EXERCISE DESCRIPTION:
The stretch wanted below opens at the line containing "fn protocol(&self) ->" and closes at the line containing "let (protocol, caps)". Please return it exactly, with no other lines.

LISTED ENTRIES:
//! Unexpected-shutdown notification shared by every backend.
//!
//! Backends own a [`ShutdownNotifier`] and hand out [`ShutdownSignal`]s. A
//! backend that only knows how to register callbacks wraps its registration
//! hook with [`ShutdownSignal::from_callback`], so observers always see the
//! same awaitable shape.
//!
//! A notifier fires at most once. Cancellation is the normal-teardown path
//! and observers treat it as a no-op.

use std::sync::Arc;

use tokio::sync::watch;

/// Terminal state of a shutdown signal.
#[derive(Debug, Clone, PartialEq, Eq)]
pub enum ShutdownEvent {
	/// The backend went away on its own; carries the cause.
	Unexpected(String),
	/// Notification withdrawn, usually because the session ended normally.
	Cancelled,
}

#[derive(Debug, Clone, PartialEq, Eq)]
enum State {
	Armed,
	Fired(ShutdownEvent),
}

/// Callback handed to callback-style backends.
pub type ShutdownCallback = Box<dyn FnOnce(ShutdownEvent) + Send + 'static>;

/// Sending half, owned by a backend.
#[derive(Debug, Clone)]
pub struct ShutdownNotifier {
	tx: Arc<watch::Sender<State>>,
}

impl Default for ShutdownNotifier {
	fn default() -> Self {
		Self::new()
	}
}

impl ShutdownNotifier {
	pub fn new() -> Self {
		let (tx, _rx) = watch::channel(State::Armed);
		Self { tx: Arc::new(tx) }
	}

	pub fn subscribe(&self) -> ShutdownSignal {
		ShutdownSignal {
			rx: self.tx.subscribe(),
		}
	}

	/// Reports an unexpected shutdown. Returns `false` if already fired.
	pub fn notify(&self, cause: impl Into<String>) -> bool {
		self.fire(ShutdownEvent::Unexpected(cause.into()))
	}

	/// Withdraws the notification. Returns `false` if already fired.
	pub fn cancel(&self) -> bool {
		self.fire(ShutdownEvent::Cancelled)
	}

	pub fn fire(&self, event: ShutdownEvent) -> bool {
		self.tx.send_if_modified(|state| match state {
			State::Armed => {
				*state = State::Fired(event);
				true
			}
			State::Fired(_) => false,
		})
	}

	pub fn is_fired(&self) -> bool {
		matches!(*self.tx.borrow(), State::Fired(_))
	}
}

/// Receiving half, awaited by the shutdown observer.
#[derive(Debug, Clone)]
pub struct ShutdownSignal {
	rx: watch::Receiver<State>,
}

impl ShutdownSignal {
	/// Adapts a callback-registration hook into a signal.
	///
	/// Dropping the callback without invoking it resolves the signal as
	/// [`ShutdownEvent::Cancelled`].
	pub fn from_callback<F>(register: F) -> Self
	where
		F: FnOnce(ShutdownCallback),
	{
		let notifier = ShutdownNotifier::new();
		let signal = notifier.subscribe();
		register(Box::new(move |event| {
			notifier.fire(event);
		}));
		signal
	}

	/// Resolves once the notifier fires, or as cancelled if it is dropped.
	pub async fn wait(mut self) -> ShutdownEvent {
		loop {
			if let State::Fired(event) = &*self.rx.borrow_and_update() {
				return event.clone();
			}
			if self.rx.changed().await.is_err() {
				if let State::Fired(event) = &*self.rx.borrow() {
					return event.clone();
				}
				return ShutdownEvent::Cancelled;
			}
		}
	}
}
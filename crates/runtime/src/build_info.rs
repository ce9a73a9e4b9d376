use serde::Serialize;

// ============================================================================
// Constants
// ============================================================================

pub const VERSION: &str = env!("CARGO_PKG_VERSION");
pub const COMMIT: &str = match option_env!("UMBRA_BUILD_COMMIT") {
	Some(c) => c,
	None => "unknown",
};
pub const BUILD_DATE: &str = match option_env!("UMBRA_BUILD_DATE") {
	Some(d) => d,
	None => "unknown",
};

/// Full version string including commit and build date.
pub fn version_string() -> String {
	format!("{} (commit: {}, built: {})", VERSION, COMMIT, BUILD_DATE)
}

// ============================================================================
// BuildInfo
// ============================================================================

/// Build metadata answered by the status query.
#[derive(Debug, Clone, PartialEq, Eq, Serialize)]
pub struct BuildInfo {
	pub version: String,
	#[serde(rename = "git-sha")]
	pub commit: String,
	pub built: String,
}

impl BuildInfo {
	/// Metadata stamped into this binary at compile time.
	pub fn compiled() -> Self {
		Self {
			version: VERSION.to_string(),
			commit: COMMIT.to_string(),
			built: BUILD_DATE.to_string(),
		}
	}
}

impl Default for BuildInfo {
	fn default() -> Self {
		Self::compiled()
	}
}

// ============================================================================
// Tests
// ============================================================================
//! Scripted backend shared by the integration suites.

#![allow(dead_code)]

use std::sync::Arc;
use std::sync::atomic::{AtomicBool, AtomicUsize, Ordering};

use async_trait::async_trait;
use parking_lot::Mutex;
use serde_json::{Value, json};
use tokio::sync::{Barrier, Notify};
use umbra::protocol::{CapabilityMap, NewSessionRequest, Protocol, SessionId, Settings, W3cCapabilities};
use umbra::runtime::{
	BackendError, BackendResult, CreateSessionArgs, Driver, DriverData, DriverFactory, DriverRegistry, FakeDriverFactory,
	SecurityPolicy, ServerArgs, ShutdownNotifier, ShutdownSignal, automation,
};

pub const SCRIPTED: &str = "Scripted";
pub const SCRIPTED_DRIVER: &str = "ScriptedDriver";

/// Observations shared between a factory and every driver it built.
#[derive(Default)]
pub struct Script {
	/// Sibling data handed to each `create_session`, in call order.
	pub seen_siblings: Mutex<Vec<Vec<DriverData>>>,
	pub deletes: AtomicUsize,
	pub aborts: AtomicUsize,
	pub settings: Mutex<Vec<Settings>>,
	/// When set, every `create_session` waits here before returning.
	pub barrier: Option<Barrier>,
	pub commit_gate: Option<CommitGate>,
	built: AtomicUsize,
}

impl Script {
	pub fn with_barrier(parties: usize) -> Arc<Self> {
		Arc::new(Self {
			barrier: Some(Barrier::new(parties)),
			..Default::default()
		})
	}

	pub fn with_commit_gate() -> Arc<Self> {
		Arc::new(Self {
			commit_gate: Some(CommitGate {
				parked: Notify::new(),
				release: std::sync::Barrier::new(2),
				armed: AtomicBool::new(true),
			}),
			..Default::default()
		})
	}
}

/// Parks the first backend after its backend session exists and before the
/// umbrella commits it, until the second backend has received its siblings.
///
/// Blocks worker threads, so only use it on a multi-thread runtime.
pub struct CommitGate {
	/// Notified once the first backend is parked.
	pub parked: Notify,
	release: std::sync::Barrier,
	armed: AtomicBool,
}

pub struct ScriptedFactory(pub Arc<Script>);

impl DriverFactory for ScriptedFactory {
	fn driver_name(&self) -> &str {
		SCRIPTED_DRIVER
	}

	fn version(&self) -> Option<String> {
		None
	}

	fn create(&self, _args: &ServerArgs) -> BackendResult<Box<dyn Driver>> {
		let index = self.0.built.fetch_add(1, Ordering::SeqCst);
		Ok(Box::new(ScriptedDriver {
			index,
			script: Arc::clone(&self.0),
			caps: Mutex::new(CapabilityMap::new()),
			protocol: Mutex::new(None),
			shutdown: ShutdownNotifier::new(),
		}))
	}
}

/// Backend whose behavior is chosen by capabilities:
/// `failCreate`, `failDelete`, `hideData`, `fixedId`, `noProtocol`,
/// `rejectSettings`.
pub struct ScriptedDriver {
	index: usize,
	script: Arc<Script>,
	caps: Mutex<CapabilityMap>,
	protocol: Mutex<Option<Protocol>>,
	shutdown: ShutdownNotifier,
}

impl ScriptedDriver {
	fn flag(&self, name: &str) -> bool {
		self.caps.lock().get(name).and_then(Value::as_bool).unwrap_or(false)
	}
}

#[async_trait]
impl Driver for ScriptedDriver {
	fn name(&self) -> &str {
		SCRIPTED_DRIVER
	}

	fn set_security(&mut self, _policy: SecurityPolicy) {}

	fn protocol(&self) -> Option<Protocol> {
		let protocol = *self.protocol.lock();
		if let Some(gate) = &self.script.commit_gate {
			if self.index == 0 && protocol.is_some() && gate.armed.swap(false, Ordering::SeqCst) {
				gate.parked.notify_one();
				gate.release.wait();
			}
		}
		protocol
	}

	fn driver_data(&self) -> Option<DriverData> {
		if self.flag("hideData") {
			return None;
		}
		Some(json!({ "index": self.index }))
	}

	async fn create_session(&self, args: CreateSessionArgs) -> BackendResult<(SessionId, Value)> {
		let (protocol, caps) = match (args.w3c, args.jsonwp) {
			(Some(w3c), _) => (Protocol::W3c, w3c.always_match),
			(None, Some(jsonwp)) => (Protocol::Jsonwp, jsonwp),
			(None, None) => return Err(BackendError::unknown("no capabilities")),
		};
		self.script.seen_siblings.lock().push(args.siblings);
		if let Some(barrier) = &self.script.barrier {
			barrier.wait().await;
		}
		if let Some(gate) = &self.script.commit_gate {
			if self.index == 1 {
				gate.release.wait();
			}
		}
		if caps.get("failCreate").and_then(Value::as_bool).unwrap_or(false) {
			return Err(BackendError::new("session not created", "scripted create failure"));
		}
		let id = match caps.get("fixedId").and_then(Value::as_str) {
			Some(id) => id.to_string(),
			None => format!("scripted-{}", self.index),
		};
		*self.caps.lock() = caps.clone();
		if !caps.get("noProtocol").and_then(Value::as_bool).unwrap_or(false) {
			*self.protocol.lock() = Some(protocol);
		}
		Ok((SessionId::new(id), Value::Object(caps)))
	}

	async fn update_settings(&self, settings: Settings) -> BackendResult<()> {
		if self.flag("rejectSettings") {
			return Err(BackendError::unknown("scripted settings failure"));
		}
		self.script.settings.lock().push(settings);
		Ok(())
	}

	fn start_new_command_timeout(&self) {}

	fn shutdown_signal(&self) -> ShutdownSignal {
		self.shutdown.subscribe()
	}

	async fn start_unexpected_shutdown(&self, reason: Option<String>) -> BackendResult<()> {
		self.script.aborts.fetch_add(1, Ordering::SeqCst);
		self.shutdown.notify(reason.unwrap_or_default());
		Ok(())
	}

	async fn delete_session(&self, _session_id: &SessionId, _siblings: Vec<DriverData>) -> BackendResult<Value> {
		self.script.deletes.fetch_add(1, Ordering::SeqCst);
		self.shutdown.cancel();
		if self.flag("failDelete") {
			return Err(BackendError::unknown("scripted delete failure"));
		}
		Ok(Value::Null)
	}

	async fn execute_command(&self, command: &str, _args: Vec<Value>) -> BackendResult<Value> {
		Err(BackendError::new("unknown method", format!("scripted backend cannot run {command}")))
	}
}

/// Built-in table with the fake backend and a scripted backend installed.
pub fn registry(script: &Arc<Script>) -> DriverRegistry {
	DriverRegistry::builtin()
		.with_factory(automation::FAKE, Arc::new(FakeDriverFactory))
		.with_factory(SCRIPTED, Arc::new(ScriptedFactory(Arc::clone(script))))
}

pub fn caps(value: Value) -> CapabilityMap {
	match value {
		Value::Object(map) => map,
		_ => panic!("capabilities must be a JSON object"),
	}
}

pub fn w3c(value: Value) -> NewSessionRequest {
	NewSessionRequest::w3c(W3cCapabilities {
		always_match: caps(value),
		first_match: Vec::new(),
	})
}

pub fn jsonwp(value: Value) -> NewSessionRequest {
	NewSessionRequest::jsonwp(caps(value))
}

pub fn scripted(extra: Value) -> NewSessionRequest {
	let mut map = caps(json!({ "platformName": "Fake", "appium:automationName": SCRIPTED }));
	map.extend(caps(extra));
	NewSessionRequest::w3c(W3cCapabilities {
		always_match: map,
		first_match: Vec::new(),
	})
}
//! Session orchestrator: create, delete and bulk-delete sessions.

use std::sync::Arc;

use futures_util::future::join_all;
use serde::{Serialize, Serializer};
use serde_json::Value;
use tracing::{debug, info, warn};
use umbra_protocol::{Envelope, NewSessionRequest, Protocol, SessionId, SettingsBundle};
use umbra_runtime::{
	BuildInfo, CapabilityMatcher, CreateSessionArgs, Driver, DriverData, DriverRegistry, Error, FakeDriverFactory,
	ParsedCapabilities, PendingRegistry, ReadPolicy, Result, SessionEntry, SessionRegistry, ServerArgs,
	StandardMatcher, automation, resolve_driver,
};

use crate::observer;

/// Result envelope returned by every public umbrella operation.
pub type UmbrellaEnvelope<T> = Envelope<T, Error>;

/// A freshly created session. Serializes as `[sessionId, capabilities, protocol]`.
#[derive(Debug, Clone, PartialEq)]
pub struct CreatedSession {
	pub session_id: SessionId,
	pub capabilities: Value,
	pub protocol: Protocol,
}

impl Serialize for CreatedSession {
	fn serialize<S: Serializer>(&self, serializer: S) -> std::result::Result<S::Ok, S::Error> {
		(&self.session_id, &self.capabilities, self.protocol).serialize(serializer)
	}
}

/// How [`UmbrellaDriver::delete_all_sessions`] tears sessions down.
#[derive(Debug, Clone, Default)]
pub struct CleanupOptions {
	/// Abort backends immediately instead of deleting sessions in order.
	pub force: bool,
	/// Reason handed to aborted backends.
	pub reason: Option<String>,
}

impl CleanupOptions {
	pub fn force(reason: impl Into<String>) -> Self {
		Self {
			force: true,
			reason: Some(reason.into()),
		}
	}
}

#[derive(Debug, Clone, PartialEq, Eq, Serialize)]
#[serde(rename_all = "camelCase")]
pub struct CleanupFailure {
	pub session_id: SessionId,
	pub message: String,
}

/// Outcome of a bulk teardown.
#[derive(Debug, Clone, Default, PartialEq, Eq, Serialize)]
pub struct CleanupReport {
	/// Sessions a teardown was attempted for.
	pub attempted: usize,
	pub failures: Vec<CleanupFailure>,
}

impl CleanupReport {
	pub fn succeeded(&self) -> usize {
		self.attempted - self.failures.len()
	}
}

/// Umbrella driver owning the session and pending-driver registries.
pub struct UmbrellaDriver {
	pub(crate) args: ServerArgs,
	pub(crate) registry: DriverRegistry,
	pub(crate) matcher: Arc<dyn CapabilityMatcher>,
	pub(crate) build_info: BuildInfo,
	pub(crate) sessions: Arc<SessionRegistry>,
	pub(crate) pending: PendingRegistry,
}

impl std::fmt::Debug for UmbrellaDriver {
	fn fmt(&self, f: &mut std::fmt::Formatter<'_>) -> std::fmt::Result {
		f.debug_struct("UmbrellaDriver")
			.field("args", &self.args)
			.field("registry", &self.registry)
			.field("sessions", &self.sessions.len())
			.finish_non_exhaustive()
	}
}

impl UmbrellaDriver {
	/// Umbrella with the built-in engine table and the fake backend installed.
	pub fn new(args: ServerArgs) -> Self {
		let registry = DriverRegistry::builtin().with_factory(automation::FAKE, Arc::new(FakeDriverFactory));
		Self::with_registry(args, registry)
	}

	pub fn with_registry(args: ServerArgs, registry: DriverRegistry) -> Self {
		let sessions = Arc::new(SessionRegistry::new(args.read_policy));
		Self {
			args,
			registry,
			matcher: Arc::new(StandardMatcher),
			build_info: BuildInfo::compiled(),
			sessions,
			pending: PendingRegistry::new(),
		}
	}

	pub fn with_matcher(mut self, matcher: Arc<dyn CapabilityMatcher>) -> Self {
		self.matcher = matcher;
		self
	}

	pub fn with_build_info(mut self, build_info: BuildInfo) -> Self {
		self.build_info = build_info;
		self
	}

	pub fn args(&self) -> &ServerArgs {
		&self.args
	}

	pub fn registry(&self) -> &DriverRegistry {
		&self.registry
	}

	pub fn read_policy(&self) -> ReadPolicy {
		self.sessions.policy()
	}

	/// Whether any backend is still between instantiation and commit.
	pub fn has_pending(&self) -> bool {
		!self.pending.is_empty()
	}

	/// Creates a session on the backend selected by the request's capabilities.
	pub async fn create_session(&self, mut request: NewSessionRequest) -> UmbrellaEnvelope<CreatedSession> {
		let mut defaults = self.args.default_capabilities.clone();
		let settings = SettingsBundle::extract(&mut defaults, &mut request);

		let parsed = match self.matcher.parse(&request, &defaults) {
			Ok(parsed) => parsed,
			Err(err) => {
				warn!(target: "umbra.session", protocol = ?err.protocol, "capability parsing failed: {err}");
				return Envelope::error(err.protocol, Error::CapabilityParse(err.message));
			}
		};

		let protocol = parsed.protocol;
		match self.start_session(parsed, request.required_capabilities, &settings).await {
			Ok(created) => Envelope::value(Some(protocol), created),
			Err(err) => {
				warn!(target: "umbra.session", %protocol, "session creation failed: {err}");
				Envelope::error(Some(protocol), err)
			}
		}
	}

	async fn start_session(
		&self,
		parsed: ParsedCapabilities,
		required: Option<umbra_protocol::CapabilityMap>,
		settings: &SettingsBundle,
	) -> Result<CreatedSession> {
		let resolved = resolve_driver(&parsed.desired, &self.registry)?;
		let kind = resolved.driver_name().to_string();
		info!(target: "umbra.session", driver = %kind, "{}", announcement(&kind, resolved.version.as_deref()));

		if self.args.session_override {
			let active = self.sessions.len();
			if active > 0 {
				info!(target: "umbra.session", "Session override is on. Deleting other {active} active session(s).");
			}
			self.delete_all_sessions(CleanupOptions::default()).await;
		}

		let mut driver = resolved.factory.create(&self.args)?;
		self.apply_security(driver.as_mut(), &kind);
		let driver: Arc<dyn Driver> = Arc::from(driver);

		let mut siblings = self.committed_sibling_data(&kind).await?;
		// held until the session is committed so a same-type creation always
		// finds this backend in one of the two registries
		let ticket = self.pending.register(&kind, Arc::clone(&driver));
		// let same-type creations that started alongside this one register too
		tokio::task::yield_now().await;
		siblings.extend(ticket.siblings());
		debug!(target: "umbra.session", driver = %kind, siblings = siblings.len(), "starting backend session");

		let (session_id, capabilities) = driver
			.create_session(CreateSessionArgs {
				jsonwp: parsed.processed_jsonwp,
				required,
				w3c: parsed.processed_w3c,
				siblings,
			})
			.await?;

		let protocol = driver.protocol().unwrap_or(parsed.protocol);
		let entry = Arc::new(SessionEntry {
			id: session_id.clone(),
			kind: kind.clone(),
			driver: Arc::clone(&driver),
			protocol: Some(protocol),
			capabilities: capabilities.clone(),
		});
		let committed = self.sessions.insert(entry).await;
		drop(ticket);
		if committed.is_err() {
			if let Err(err) = driver.delete_session(&session_id, Vec::new()).await {
				debug!(target: "umbra.session", session_id = %session_id, "discarding duplicate session failed: {err}");
			}
			return Err(Error::SessionNotCreated(format!(
				"backend {kind} returned session id '{session_id}' which is already in use"
			)));
		}
		observer::watch(Arc::clone(&self.sessions), session_id.clone(), &driver);
		info!(
			target: "umbra.session",
			session_id = %session_id,
			driver = %kind,
			%protocol,
			"New {kind} session created successfully, session {session_id} added to master session list"
		);

		driver.start_new_command_timeout();

		let initial = settings.for_protocol(protocol);
		if !initial.is_empty() {
			info!(target: "umbra.session", session_id = %session_id, "Applying the initial values to {protocol} settings: {:?}", initial.as_map());
			if let Err(err) = driver.update_settings(initial.clone()).await {
				warn!(target: "umbra.session", session_id = %session_id, "initial settings were rejected; session {session_id} stays active: {err}");
				return Err(Error::Backend(err));
			}
		}

		Ok(CreatedSession {
			session_id,
			capabilities,
			protocol,
		})
	}

	fn apply_security(&self, driver: &mut dyn Driver, kind: &str) {
		let policy = self.args.security_policy();
		if policy.relaxed {
			info!(target: "umbra.session", driver = %kind, "Applying relaxed security to {kind} as per server command line argument. All insecure features will be enabled unless explicitly disabled by --deny-insecure");
		}
		if !policy.allow.is_empty() {
			info!(target: "umbra.session", driver = %kind, "Explicitly enabling use of insecure features: {}", policy.allow.join(", "));
		}
		if !policy.deny.is_empty() {
			info!(target: "umbra.session", driver = %kind, "Explicitly preventing use of insecure features: {}", policy.deny.join(", "));
		}
		driver.set_security(policy);
	}

	/// Data of the committed sessions of `kind`; every one of them must expose it.
	async fn committed_sibling_data(&self, kind: &str) -> Result<Vec<DriverData>> {
		self.sessions
			.of_kind(kind)
			.await
			.iter()
			.map(|entry| {
				entry.driver.driver_data().ok_or_else(|| {
					Error::SessionNotCreated(format!(
						"Problem getting session data for driver type {kind}; does it implement 'driver_data'?"
					))
				})
			})
			.collect()
	}

	/// Removes the session, then tears its backend down.
	pub async fn delete_session(&self, session_id: &SessionId) -> UmbrellaEnvelope<Value> {
		let Some((entry, siblings)) = self.sessions.take_with_siblings(session_id).await else {
			return Envelope::error(None, Error::UnknownSession(session_id.clone()));
		};
		let sibling_data: Vec<DriverData> = siblings.iter().filter_map(|s| s.driver.driver_data()).collect();
		info!(target: "umbra.session", session_id = %session_id, driver = %entry.kind, "Removing session {session_id} from our master session list");

		match entry.driver.delete_session(session_id, sibling_data).await {
			Ok(value) => Envelope::value(entry.protocol, value),
			Err(err) => {
				warn!(target: "umbra.session", session_id = %session_id, "Had trouble ending session {session_id}: {err}");
				Envelope::error(entry.protocol, Error::Backend(err))
			}
		}
	}

	/// Tears down every tracked session concurrently; one failure never blocks the rest.
	pub async fn delete_all_sessions(&self, opts: CleanupOptions) -> CleanupReport {
		let entries = self.sessions.snapshot().await;
		if entries.is_empty() {
			return CleanupReport::default();
		}
		info!(
			target: "umbra.session",
			force = opts.force,
			"Cleaning up {} active session{}",
			entries.len(),
			if entries.len() == 1 { "" } else { "s" }
		);

		let force = opts.force;
		let outcomes = join_all(entries.iter().map(|entry| {
			let reason = opts.reason.clone();
			async move {
				let outcome = if force {
					entry.driver.start_unexpected_shutdown(reason).await.map_err(Error::from)
				} else {
					self.delete_session(&entry.id).await.into_result().map(drop)
				};
				(entry.id.clone(), outcome)
			}
		}))
		.await;

		let failures: Vec<CleanupFailure> = outcomes
			.into_iter()
			.filter_map(|(session_id, outcome)| {
				let err = outcome.err()?;
				warn!(target: "umbra.session", session_id = %session_id, "Unable to clean up session: {err}");
				Some(CleanupFailure {
					session_id,
					message: err.to_string(),
				})
			})
			.collect();

		CleanupReport {
			attempted: entries.len(),
			failures,
		}
	}
}

fn announcement(driver: &str, version: Option<&str>) -> String {
	match version {
		Some(version) => format!("creating new {driver} (v{version}) session"),
		None => format!("creating new {driver} session"),
	}
}

#[cfg(test)]
mod tests {
	use serde_json::json;

	use super::*;

	#[test]
	fn announcement_omits_unknown_version() {
		assert_eq!(announcement("FakeDriver", Some("1.0.0")), "creating new FakeDriver (v1.0.0) session");
		assert_eq!(announcement("FakeDriver", None), "creating new FakeDriver session");
	}

	#[test]
	fn created_session_serializes_as_triple() {
		let created = CreatedSession {
			session_id: SessionId::new("abc"),
			capabilities: json!({"platformName": "Fake"}),
			protocol: Protocol::W3c,
		};
		assert_eq!(
			serde_json::to_value(&created).unwrap(),
			json!(["abc", {"platformName": "Fake"}, "W3C"])
		);
	}

	#[test]
	fn cleanup_report_counts_successes() {
		let report = CleanupReport {
			attempted: 3,
			failures: vec![CleanupFailure {
				session_id: SessionId::new("b"),
				message: "boom".into(),
			}],
		};
		assert_eq!(report.succeeded(), 2);
	}
}
//! Session runtime for umbra.
//!
//! Everything the orchestrator composes lives here: the backend contract,
//! the static driver registry and capability resolver, the capability
//! matcher, the session and pending-driver registries, shutdown signalling
//! and the error taxonomy. The reference [`FakeDriver`] backend is included
//! so the whole stack can run without a device.

pub mod build_info;
pub mod config;
pub mod driver;
pub mod error;
pub mod fake;
pub mod matcher;
pub mod registry;
pub mod resolver;
pub mod sessions;
pub mod shutdown;

pub use build_info::BuildInfo;
pub use config::{ReadPolicy, SecurityPolicy, ServerArgs};
pub use driver::{BackendResult, CreateSessionArgs, Driver, DriverData, DriverFactory, ProxyRoute};
pub use error::{BackendError, Error, ResolutionFailure, Result};
pub use fake::{FakeDriver, FakeDriverFactory};
pub use matcher::{CapabilityMatcher, MatchError, ParsedCapabilities, StandardMatcher};
pub use registry::{DriverDescriptor, DriverRegistry, Lookup, Platform, automation};
pub use resolver::{ResolutionNotice, ResolvedDriver, resolve_driver};
pub use sessions::{PendingRegistry, PendingTicket, SessionEntry, SessionRegistry};
pub use shutdown::{ShutdownCallback, ShutdownEvent, ShutdownNotifier, ShutdownSignal};
//! Build script for umbra-runtime
//!
//! Stamps build metadata reported by the status query. Values already present
//! in the environment (release pipelines export them) take precedence over
//! what can be discovered locally.

use std::env;
use std::process::Command;

fn main() {
	println!("cargo:rerun-if-changed=build.rs");
	println!("cargo:rerun-if-env-changed=UMBRA_BUILD_COMMIT");
	println!("cargo:rerun-if-env-changed=UMBRA_BUILD_DATE");
	println!("cargo:rerun-if-env-changed=SOURCE_DATE_EPOCH");

	if let Some(commit) = env::var("UMBRA_BUILD_COMMIT").ok().or_else(git_commit) {
		println!("cargo:rustc-env=UMBRA_BUILD_COMMIT={commit}");
	}

	if let Some(date) = env::var("UMBRA_BUILD_DATE").ok().or_else(|| env::var("SOURCE_DATE_EPOCH").ok()) {
		println!("cargo:rustc-env=UMBRA_BUILD_DATE={date}");
	}
}

fn git_commit() -> Option<String> {
	let output = Command::new("git")
		.args(["rev-parse", "--short", "HEAD"])
		.output()
		.ok()?;
	if !output.status.success() {
		return None;
	}
	let commit = String::from_utf8(output.stdout).ok()?;
	let commit = commit.trim();
	if commit.is_empty() { None } else { Some(commit.to_string()) }
}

SOLUTION BELOW:
	fn protocol(&self) -> Option<Protocol> {
		let protocol = *self.protocol.lock();
		if let Some(gate) = &self.script.commit_gate {
			if self.index == 0 && protocol.is_some() && gate.armed.swap(false, Ordering::SeqCst) {
				gate.parked.notify_one();
				gate.release.wait();
			}
		}
		protocol
	}

	fn driver_data(&self) -> Option<DriverData> {
		if self.flag("hideData") {
			return None;
		}
		Some(json!({ "index": self.index }))
	}

	async fn create_session(&self, args: CreateSessionArgs) -> BackendResult<(SessionId, Value)> {
		let (protocol, caps) = match (args.w3c, args.jsonwp) {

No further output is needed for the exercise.